Among the many advantages of MTA, the main and unique ones being that the setting of MTA is not adversely affected by presence of water. Indeed, MTA needs water in its setting reaction, thus it is considered hydrophilic and water tolerant (7).
Calcium hydroxide is known to be formed as a result of the hydration reaction of MTA (8). Calcium hydroxide explains the high pH of MTA, and it was postulated that the formation of calcium hydroxide attributed the hard tissue forming ability of MTA. MTA has been shown to promote favourable tissue reactions characterized by the absence of severe inflammation, the presence of a fibrous capsule and induction of mineralized tissue repair. The calcium hydroxide with its high Ph exerts antibacterial action by inhibiting bacterial enzymes and activates tissue enzymes like alkaline phosphatase resulting in a mineralizing effect (9).

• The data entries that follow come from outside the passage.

//! Per-package inspection of installed files under `node_modules`.
//!
//! Results are cached by package name for the lifetime of one
//! [`InsightGatherer`]; unreadable packages yield [`PackageInsight::unknown`].

use std::collections::{BTreeMap, HashMap};
use std::path::{Path, PathBuf};

use anyhow::{Context, Result};
use serde::{Deserialize, Serialize};
use serde_json::Value;
use tracing::debug;
use walkdir::WalkDir;

use crate::license::extract_license;
use crate::models::{DataStatus, RiskTier};

const INSTALL_SCRIPTS: &[&str] = &["preinstall", "install", "postinstall"];
const NATIVE_TOOLS: &[&str] = &["node-gyp", "prebuild-install", "node-pre-gyp", "cmake-js"];
const NATIVE_DEPS: &[&str] = &["node-gyp-build", "bindings", "nan", "node-addon-api", "prebuild-install"];

#[derive(Debug, Clone, Copy, PartialEq, Eq, Serialize, Deserialize)]
#[serde(rename_all = "lowercase")]
pub enum ModuleFormat {
    Esm,
    Cjs,
    Dual,
    Unknown,
}

#[derive(Debug, Clone, Copy, PartialEq, Eq, Serialize, Deserialize)]
#[serde(rename_all = "lowercase")]
pub enum TypesSource {
    Bundled,
    External,
    None,
    Unknown,
}

#[derive(Debug, Clone, Default, PartialEq, Serialize, Deserialize)]
pub struct DependencyCounts {
    pub runtime: usize,
    pub peer: usize,
    pub optional: usize,
    pub dev: usize,
}

#[derive(Debug, Clone, Default, PartialEq, Serialize, Deserialize)]
pub struct Links {
    pub homepage: Option<String>,
    pub repository: Option<String>,
    pub bugs: Option<String>,
}

#[derive(Debug, Clone, PartialEq, Serialize, Deserialize)]
pub struct PackageInsight {
    pub status: DataStatus,
    pub license: Option<String>,
    pub dependency_counts: DependencyCounts,
    /// Evidence of a native build: `binding.gyp`, `*.node` artifacts, build tooling.
    pub native_signals: Vec<String>,
    pub install_scripts: Vec<String>,
    pub module_format: ModuleFormat,
    pub types: TypesSource,
    pub size_bytes: u64,
    pub file_count: usize,
    pub deprecated: Option<String>,
    pub engines: BTreeMap<String, String>,
    pub links: Links,
}

impl PackageInsight {
    pub fn unknown() -> Self {
        PackageInsight {
            status: DataStatus::Unknown,
            license: None,
            dependency_counts: DependencyCounts::default(),
            native_signals: Vec::new(),
            install_scripts: Vec::new(),
            module_format: ModuleFormat::Unknown,
            types: TypesSource::Unknown,
            size_bytes: 0,
            file_count: 0,
            deprecated: None,
            engines: BTreeMap::new(),
            links: Links::default(),
        }
    }

    pub fn is_native(&self) -> bool {
        !self.native_signals.is_empty()
    }

    pub fn build_risk(&self) -> RiskTier {
        if self.status == DataStatus::Unknown {
            RiskTier::Unknown
        } else if self.is_native() {
            RiskTier::High
        } else if !self.install_scripts.is_empty() {
            RiskTier::Medium
        } else {
            RiskTier::None
        }
    }
}

/// Inspects installed packages, searching each root's `node_modules` in order.
pub struct InsightGatherer {
    roots: Vec<PathBuf>,
    cache: HashMap<String, PackageInsight>,
}

impl InsightGatherer {
    pub fn new(roots: Vec<PathBuf>) -> Self {
        InsightGatherer {
            roots,
            cache: HashMap::new(),
        }
    }

    pub fn inspect(&mut self, name: &str) -> PackageInsight {
        if let Some(hit) = self.cache.get(name) {
            debug!(package = name, "insight cache hit");
            return hit.clone();
        }
        let insight = match self.locate(name) {
            Some(dir) => gather(&dir, name, &self.roots).unwrap_or_else(|e| {
                debug!(package = name, error = %e, "package inspection failed");
                PackageInsight::unknown()
            }),
            None => {
                debug!(package = name, "package not installed");
                PackageInsight::unknown()
            }
        };
        self.cache.insert(name.to_string(), insight.clone());
        insight
    }

    fn locate(&self, name: &str) -> Option<PathBuf> {
        self.roots
            .iter()
            .map(|root| root.join("node_modules").join(name))
            .find(|dir| dir.join("package.json").is_file())
    }
}

fn gather(dir: &Path, name: &str, roots: &[PathBuf]) -> Result<PackageInsight> {
    let manifest_path = dir.join("package.json");
    let content = std::fs::read_to_string(&manifest_path)
        .with_context(|| format!("cannot read {}", manifest_path.display()))?;
    let manifest: Value = serde_json::from_str(&content)
        .with_context(|| format!("cannot parse {}", manifest_path.display()))?;

    let count = |key: &str| {
        manifest
            .get(key)
            .and_then(Value::as_object)
            .map(|m| m.len())
            .unwrap_or(0)
    };
    let dependency_counts = DependencyCounts {
        runtime: count("dependencies"),
        peer: count("peerDependencies"),
        optional: count("optionalDependencies"),
        dev: count("devDependencies"),
    };

    let scripts: BTreeMap<String, String> = manifest
        .get("scripts")
        .and_then(Value::as_object)
        .map(|m| {
            m.iter()
                .filter_map(|(k, v)| v.as_str().map(|s| (k.clone(), s.to_string())))
                .collect()
        })
        .unwrap_or_default();
    let install_scripts: Vec<String> = INSTALL_SCRIPTS
        .iter()
        .filter(|s| scripts.contains_key(**s))
        .map(|s| s.to_string())
        .collect();

    let (size_bytes, file_count, has_node_artifact) = walk_package(dir);

    let mut native_signals = Vec::new();
    if dir.join("binding.gyp").is_file() {
        native_signals.push("binding.gyp".to_string());
    }
    if manifest.get("gypfile").and_then(Value::as_bool) == Some(true) {
        native_signals.push("gypfile".to_string());
    }
    if has_node_artifact {
        native_signals.push("compiled .node artifact".to_string());
    }
    for tool in NATIVE_TOOLS {
        if scripts.values().any(|cmd| cmd.contains(tool)) {
            native_signals.push(format!("script invokes {}", tool));
        }
    }
    if let Some(deps) = manifest.get("dependencies").and_then(Value::as_object) {
        for dep in NATIVE_DEPS {
            if deps.contains_key(*dep) {
                native_signals.push(format!("depends on {}", dep));
            }
        }
    }

    let engines = manifest
        .get("engines")
        .and_then(Value::as_object)
        .map(|m| {
            m.iter()
                .filter_map(|(k, v)| v.as_str().map(|s| (k.clone(), s.to_string())))
                .collect()
        })
        .unwrap_or_default();

    Ok(PackageInsight {
        status: DataStatus::Resolved,
        license: extract_license(&manifest),
        dependency_counts,
        native_signals,
        install_scripts,
        module_format: module_format(&manifest),
        types: types_source(&manifest, dir, name, roots),
        size_bytes,
        file_count,
        deprecated: manifest
            .get("deprecated")
            .and_then(Value::as_str)
            .map(str::to_string),
        engines,
        links: Links {
            homepage: manifest.get("homepage").and_then(Value::as_str).map(str::to_string),
            repository: url_field(manifest.get("repository")),
            bugs: url_field(manifest.get("bugs")),
        },
    })
}

/// Total size, file count and whether any `*.node` binary ships, ignoring
/// nested `node_modules`.
fn walk_package(dir: &Path) -> (u64, usize, bool) {
    let mut size = 0;
    let mut files = 0;
    let mut native = false;
    for entry in WalkDir::new(dir)
        .into_iter()
        .filter_entry(|e| e.depth() == 0 || e.file_name() != "node_modules")
        .filter_map(|e| e.ok())
        .filter(|e| e.file_type().is_file())
    {
        files += 1;
        size += entry.metadata().map(|m| m.len()).unwrap_or(0);
        if entry.path().extension().is_some_and(|ext| ext == "node") {
            native = true;
        }
    }
    (size, files, native)
}

fn module_format(manifest: &Value) -> ModuleFormat {
    if manifest.get("type").and_then(Value::as_str) == Some("module") {
        return ModuleFormat::Esm;
    }
    if let Some(exports) = manifest.get("exports") {
        if has_key(exports, "import") && has_key(exports, "require") {
            return ModuleFormat::Dual;
        }
    }
    if manifest.get("module").is_some() && manifest.get("main").is_some() {
        return ModuleFormat::Dual;
    }
    ModuleFormat::Cjs
}

fn types_source(manifest: &Value, dir: &Path, name: &str, roots: &[PathBuf]) -> TypesSource {
    let declared = manifest.get("types").is_some()
        || manifest.get("typings").is_some()
        || manifest.get("exports").is_some_and(|e| has_key(e, "types"));
    if declared || dir.join("index.d.ts").is_file() {
        return TypesSource::Bundled;
    }
    let types_name = match name.strip_prefix('@') {
        Some(scoped) => scoped.replacen('/', "__", 1),
        None => name.to_string(),
    };
    let external = roots.iter().any(|root| {
        root.join("node_modules")
            .join("@types")
            .join(&types_name)
            .join("package.json")
            .is_file()
    });
    if external {
        TypesSource::External
    } else {
        TypesSource::None
    }
}

/// Whether `key` appears anywhere in a nested `exports` map.
fn has_key(value: &Value, key: &str) -> bool {
    match value {
        Value::Object(map) => map.contains_key(key) || map.values().any(|v| has_key(v, key)),
        Value::Array(list) => list.iter().any(|v| has_key(v, key)),
        _ => false,
    }
}

fn url_field(value: Option<&Value>) -> Option<String> {
    match value? {
        Value::String(s) => Some(s.clone()),
        Value::Object(map) => map.get("url").and_then(Value::as_str).map(str::to_string),
        _ => None,
    }
}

As the MTA matures in phosphate containing body fluids, the calcium deficient hydroxyapatite (CDHA) is formed at the surface of MTA (10). Reyes-carmona et al. and Dreger et al. reported that this interfacial layer was formed as a result of biomineralization and some tag-like structures were formed in this process (11, 12). Bird et al. also reported that the interfacial layer made of hydroxyapatite was formed between MTA and dentin, which yielded chemical bonding between MTA and dentin (13,14). This explains its superior sealing ability and combined with the high pH after setting provides a favourable environment for the repair and healing of biological tissues in and around the tooth.
In the fourth case report, intentional bleeding was induced to increase the local availability of undifferentiated mesenchymal stem cells in the periapical area to promote repair and healing of the hard tissues. In the first two cases, successful clinical and radiological outcome have been achieved. However, the clinical outcome of the last two cases is satisfactory and radiological follow up is awaited.
This paper reports various clinical situations where MTA as a material of choice has proved to be effective and stands the test of time as a material which promotes biological healing.